Use this query function to find the most common values of a field in a set of events, the top of an ordered list of results. It's also possible to find the occurrences of a field using the value of another field.
The top() query function is a more succinct and
powerful way to execute the groupBy() query in
conjunction with count() and
sort():
groupby([*fields*], function=count())
| sort(_count)| Parameter | Type | Required | Default | Description |
|---|---|---|---|---|
as | string | false | _count or _sum | The optional name of the output field. |
error | number | false | 5 | The error threshold in percent for displaying a warning message when not precise enough. |
field | [string] | true | This is fields on which to group and count. An event is not counted if the fields aren't present. [a] | |
limit | number | false | 10 | Sets the number of results to return. |
max | string | false | This changes function used from count() to finding the max value of a max field (i.e., groupby([*fields*], function=max(*max*)) | sort(_max)). | |
percent | boolean | false | false | Will add a column named percent containing the count in percentage of total. |
rest | string | false | Will add an extra row containing the count of all the other values not included. | |
sum | string | false | This changes function used from count() to sum() (i.e., like groupby([*fields*], function=sum(*sum*)) | sort(_sum)). | |
When the top() query function is executed, if there
were more fields than those that were be grouped and counted, the
rest parameter will return an
extra row containing a count of all other values, values that were not
included in the top results. To enable it, set it to a whatever you want
the row to be labeled.
A warning message will be displayed if the results returned are not
precise enough. The error parameter is
used to specify the error threshold in percent — the default is five
percent. You may lower that value if you want to know about results that
are not more precise.
When the data set becomes huge, the top() function
uses a streaming approximation algorithm. It is implemented with
datasketches.
By default, a warning is issued if the precision is less than five
percent. This can be specified using the error parameter. The
implementation uses a maxMapSize with value 32768 for historical queries,
and 8192 for live queries. See
Frequent
Items, Error Threshold Table for more information. Only results
falling within the threshold are returned.
top() Examples
There are many ways in which the top() function may
be used. As an example of how it may be used, suppose you have a
LogScale repository that's ingesting log entries from a web server for a
photography site. On this site are several articles about photography.

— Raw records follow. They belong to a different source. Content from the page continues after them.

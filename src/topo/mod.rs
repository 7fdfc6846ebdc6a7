//! 拓扑构建模块
//!
//! fat-tree 与 dumbbell 两种常见仿真拓扑的构建器。两者都只用 `Network` 已经
//! 暴露的通用原语（`add_sink`/`add_host`）拼出"队列 + 传播时延管道"的物理
//! 链路和交换机 FIB——拓扑相关的概念完全不污染 `net`/`queue`/`switch` 本身。

pub mod dumbbell;
pub mod fat_tree;

use crate::net::{Network, NodeId, Pipe, Route};
use crate::queue::{FifoQueue, QueueSink};
use crate::sim::SimTime;
use crate::switch::{FatTreeSwitch, RoutingStrategy};

/// 一条单向物理链路：出口队列（FIFO，承载 `bps`/`max_bytes`）串联一段传播
/// 时延管道，最终投递给 `to`。返回值是这条链路的路由段（`[queue, pipe, to]`），
/// FIB 条目或主机发送路由把若干这样的段首尾相接即可拼出端到端路径。
pub fn add_link(net: &mut Network, name: &str, to: NodeId, delay: SimTime, bps: u64, max_bytes: u64) -> Route {
    let queue_name = format!("{name}-q");
    let pipe_name = format!("{name}-pipe");
    let queue_id = net.add_sink(move |id| Box::new(QueueSink::new(id, queue_name, FifoQueue::new(), bps, max_bytes)));
    let pipe_id = net.add_sink(move |id| Box::new(Pipe::new(id, pipe_name, delay)));
    Route::new(vec![queue_id, pipe_id, to])
}

/// 一个使用 ECMP 策略的 fat-tree 交换机，带固定的内部转发时延。
pub fn add_switch(net: &mut Network, name: impl Into<String>, switch_delay: SimTime, hash_salt: u64) -> NodeId {
    let name = name.into();
    net.add_sink(move |id| Box::new(FatTreeSwitch::new(id, name, RoutingStrategy::Ecmp, switch_delay, hash_salt)))
}
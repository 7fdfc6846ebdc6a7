//! 网络：转发图与后台任务的两个 arena
//!
//! `nodes` 以 `NodeId` 寻址，装着管道/队列/交换机/传输端点——一切会在
//! `Route` 里出现的东西。`tasks` 以 `TaskId` 寻址，装着没有位置、只按周期
//! 醒来的后台工作（RTO 扫描器、MPTCP 子流控制器）。两个 arena 互不知晓
//! 对方，调度器只通过 `SourceId`（`id::EventSourceId` 统一编码）区分身份。

use std::collections::HashMap;

use super::flow::{FlowEvent, FlowLogger};
use super::id::{NodeId, TaskId};
use super::packet::{Packet, PacketFlow, PacketPool};
use super::sink::{BackgroundTask, QueueStatus, Sink};
use super::stats::Stats;
use crate::sim::Simulator;
use tracing::{debug, info, trace};

/// 简单的转发主机：不是目的地就转发，是目的地就交付。用于拓扑骨架测试和
/// 还没有接上真正传输端点的链路两端占位。真正跑 TCP/DCTCP/MPTCP 流量的
/// 主机端口由 `proto::tcp::TcpEndpoint` 之类的 sink 占据，不使用这个类型。
pub struct HostSink {
    id: NodeId,
    name: String,
}

impl HostSink {
    pub fn new(id: NodeId, name: impl Into<String>) -> Self {
        Self { id, name: name.into() }
    }
}

impl Sink for HostSink {
    fn id(&self) -> NodeId {
        self.id
    }
    fn name(&self) -> &str {
        &self.name
    }
    fn receive_packet(&mut self, pkt: Packet, _prev_vq: Option<usize>, sim: &mut Simulator, net: &mut Network) {
        if self.id != pkt.dst {
            net.forward_from(self.id, pkt, sim);
        } else {
            net.on_delivered(pkt);
        }
    }
    fn as_any_mut(&mut self) -> &mut dyn std::any::Any {
        self
    }
}

#[derive(Default)]
pub struct Network {
    nodes: Vec<Option<Box<dyn Sink>>>,
    tasks: Vec<Option<Box<dyn BackgroundTask>>>,
    names: HashMap<NodeId, String>,
    pub pool: PacketPool,
    pub stats: Stats,
    logger: Option<Box<dyn FlowLogger>>,
}

impl Network {
    pub fn add_host(&mut self, name: impl Into<String>) -> NodeId {
        self.add_sink(|id| Box::new(HostSink::new(id, name)))
    }

    /// 通用节点注册：构造闭包拿到预先分配好的 `NodeId`，这样 sink 内部可以
    /// 持有自己的身份（用于 `schedule_for(self.id.source_id(), ...)`）。
    pub fn add_sink<F>(&mut self, build: F) -> NodeId
    where
        F: FnOnce(NodeId) -> Box<dyn Sink>,
    {
        let id = NodeId(self.nodes.len());
        let sink = build(id);
        self.names.insert(id, sink.name().to_string());
        self.nodes.push(Some(sink));
        id
    }

    pub fn add_task<F>(&mut self, build: F) -> TaskId
    where
        F: FnOnce(TaskId) -> Box<dyn BackgroundTask>,
    {
        let id = TaskId(self.tasks.len());
        self.tasks.push(Some(build(id)));
        id
    }

    pub fn set_logger(&mut self, logger: Box<dyn FlowLogger>) {
        self.logger = Some(logger);
    }

    pub fn name_of(&self, id: NodeId) -> &str {
        self.names.get(&id).map(String::as_str).unwrap_or("?")
    }

    /// 下转到具体 sink 类型的可变引用。供只需要读/改这一个 sink 自身状态的
    /// 调用方使用（比如测试）；若闭包内还要用到 `&mut Network`，改用
    /// `with_sink_as`（take-and-replace，避免双重借用）。
    pub fn sink_as<T: 'static>(&mut self, id: NodeId) -> Option<&mut T> {
        self.nodes.get_mut(id.0)?.as_mut()?.as_any_mut().downcast_mut::<T>()
    }

    /// 下转到具体 sink 类型，同时把 `&mut Network` 一并交给闭包——RTO 扫描器
    /// 之类需要在处理一个 sink 时仍能调用 `net.forward_from`/`net.pool` 等。
    /// take-and-replace：先把 sink 从 arena 取出（此时它与 `self` 再无借用
    /// 关联），下转、跑闭包，再放回去。
    pub fn with_sink_as<T: 'static, R>(&mut self, id: NodeId, f: impl FnOnce(&mut T, &mut Network) -> R) -> Option<R> {
        let mut boxed = self.nodes.get_mut(id.0)?.take()?;
        let result = boxed.as_any_mut().downcast_mut::<T>().map(|concrete| f(concrete, self));
        self.nodes[id.0] = Some(boxed);
        result
    }

    /// 所有当前存活的节点 id，按分配顺序。供 RTO 扫描器之类需要遍历全部
    /// sink 的后台任务使用。
    pub fn node_ids(&self) -> impl Iterator<Item = NodeId> + '_ {
        self.nodes.iter().enumerate().filter_map(|(i, s)| s.is_some().then_some(NodeId(i)))
    }

    /// 供自适应路由的比较器读取某个出口 sink 的瞬时队列状态；不是队列（管道、
    /// 主机、另一个交换机）的 sink 返回 `None`。
    pub fn queue_status_of(&self, id: NodeId, sim: &Simulator) -> Option<QueueStatus> {
        self.nodes.get(id.0)?.as_ref()?.queue_status(sim)
    }

    /// 把一个包交给某个 sink 处理。暂时把 sink 取出来，避免 `&mut self` 与
    /// `&mut sink` 的重叠借用（take-and-replace，和协议栈分发用的是同一个
    /// 模式）。
    #[tracing::instrument(skip(self, pkt, sim), fields(pkt_id = pkt.id, to = ?to))]
    pub fn deliver(&mut self, to: NodeId, pkt: Packet, prev_vq: Option<usize>, sim: &mut Simulator) {
        debug!("📬 将数据包交付给 sink 处理");
        let mut sink = self.nodes[to.0].take().expect("sink exists");
        sink.receive_packet(pkt, prev_vq, sim, self);
        self.nodes[to.0] = Some(sink);
    }

    /// 唤醒一个自调度的 sink（管道/队列），不携带新包。
    #[tracing::instrument(skip(self, sim), fields(to = ?to))]
    pub fn wake(&mut self, to: NodeId, sim: &mut Simulator) {
        let mut sink = self.nodes[to.0].take().expect("sink exists");
        sink.on_wake(sim, self);
        self.nodes[to.0] = Some(sink);
    }

    /// 唤醒一个后台任务。
    pub fn run_task(&mut self, id: TaskId, sim: &mut Simulator) {
        let mut task = self.tasks[id.0].take().expect("task exists");
        task.run(sim, self);
        self.tasks[id.0] = Some(task);
    }

    /// 下转到具体的后台任务类型，供拓扑/workload 构建代码注册要巡检的连接
    /// （比如 `RtoScanner::track`）。take-and-replace，原理同 `with_sink_as`。
    pub fn with_task_as<T: 'static, R>(&mut self, id: TaskId, f: impl FnOnce(&mut T) -> R) -> Option<R> {
        let mut boxed = self.tasks.get_mut(id.0)?.take()?;
        let result = boxed.as_any_mut().downcast_mut::<T>().map(f);
        self.tasks[id.0] = Some(boxed);
        result
    }

    /// 沿包自身携带的路由走下一跳：`send_on()` 返回 `None` 表示已到终点。
    #[tracing::instrument(skip(self, pkt, sim), fields(pkt_id = pkt.id, from = ?from))]
    pub fn forward_from(&mut self, from: NodeId, mut pkt: Packet, sim: &mut Simulator) {
        trace!("沿路由转发");
        if let Some(next) = pkt.send_on() {
            self.deliver(next, pkt, None, sim);
        } else {
            let _ = from;
            self.on_delivered(pkt);
        }
    }

    #[tracing::instrument(skip(self, pkt), fields(pkt_id = pkt.id, flow_id = pkt.flow_id))]
    pub fn on_delivered(&mut self, pkt: Packet) {
        info!("✅ 数据包送达目的地");
        self.stats.delivered_pkts += 1;
        self.stats.delivered_bytes += pkt.size as u64;
        if let Some(logger) = &mut self.logger {
            logger.log(PacketFlow(pkt.flow_id), FlowEvent::Delivered { bytes: pkt.size });
        }
        self.pool.free(pkt);
    }

    #[tracing::instrument(skip(self, pkt), fields(pkt_id = pkt.id, flow_id = pkt.flow_id))]
    pub fn on_dropped(&mut self, pkt: Packet) {
        debug!("❌ 数据包被丢弃");
        self.stats.dropped_pkts += 1;
        self.stats.dropped_bytes += pkt.size as u64;
        if let Some(logger) = &mut self.logger {
            logger.log(PacketFlow(pkt.flow_id), FlowEvent::Dropped { bytes: pkt.size });
        }
        self.pool.free(pkt);
    }
}
//! 传输层/协议模块
//!
//! 包含 TCP / DCTCP / MPTCP 的简化实现（用于仿真实验），以及把 RTO 超时巡检
//! 从"每条连接一个定时器"改造成进程级周期扫描的 `RtoScanner`。

pub mod dctcp;
pub mod mptcp;
pub mod rto_scanner;
pub mod tcp;

pub use dctcp::{DctcpReceiver, DctcpSender};
pub use mptcp::{CouplingAlgorithm, MptcpMeta, MptcpSubflowReceiver, MptcpSubflowSender};
pub use rto_scanner::{RtoScanner, TrackedSender};
pub use tcp::{TcpReceiver, TcpSender, TcpStart};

The URL for articles on this site end with the extension,
.page instead of
.html. Based on this, you can use the
regex() query function to extract the page users
viewed and then use the top() function to list the
top most viewed pages. You could do that like this:
regex(regex="/.*/(?<url_page>\S+\.page)", field=url)
| top(url_page, limit=12, rest=others)
The first line is for the regex() function. Since
this reference page is about the top() function, we
won't discuss the details of it — other than it returns the name
of the file from the url field and stores that
result in a field labeled, url_page.
The second line of the query above shows how you might use the top()
function. Notice the first parameter given is that
url_page field coming from the first line of the
query. The second parameter is to limit the results to the top twelve
— instead of the default limit of ten. Because we're curious of
how many pages were viewed during the selected period that were not
listed in the top twelve, the rest parameter is
specified with the label to use. In the screenshot in
Figure 405, “top() Example” here, you can see that
the last line of the results reads, others.
Figure 405. top() Example
You can see in the results shown in the screenshot that the matches displayed, from the most viewed page during the selected period to the least — limited to the top twelve. The thirteenth line is a total of all other pages.
As another example, suppose you want to get a list of URL's that users attempted to view, but the web server could not find them. You could do a query like this:
statuscode = "404"
| top(url, limit=20)
In this query, we first get only events in which the statuscode is 404:
that's http code which indicates that the requested URL was not found.
Those events are then piped to the top() function
on the second line of the query. For this function, we want to group the
results on the value of the url field and to list the top twenty. The
results will look something like the screenshot in
Figure 406, “top() Example” here.
Figure 406. top() Example
Looking at the screenshot, we can see that there a few attempts to access pages like wp-login.php and similar pages. These are attempts to log into WordPress, Drupal, and other content management systems. Since this particular web server does not use a CMS, these pages don't exist on the server and are indications of failed hacker attempts.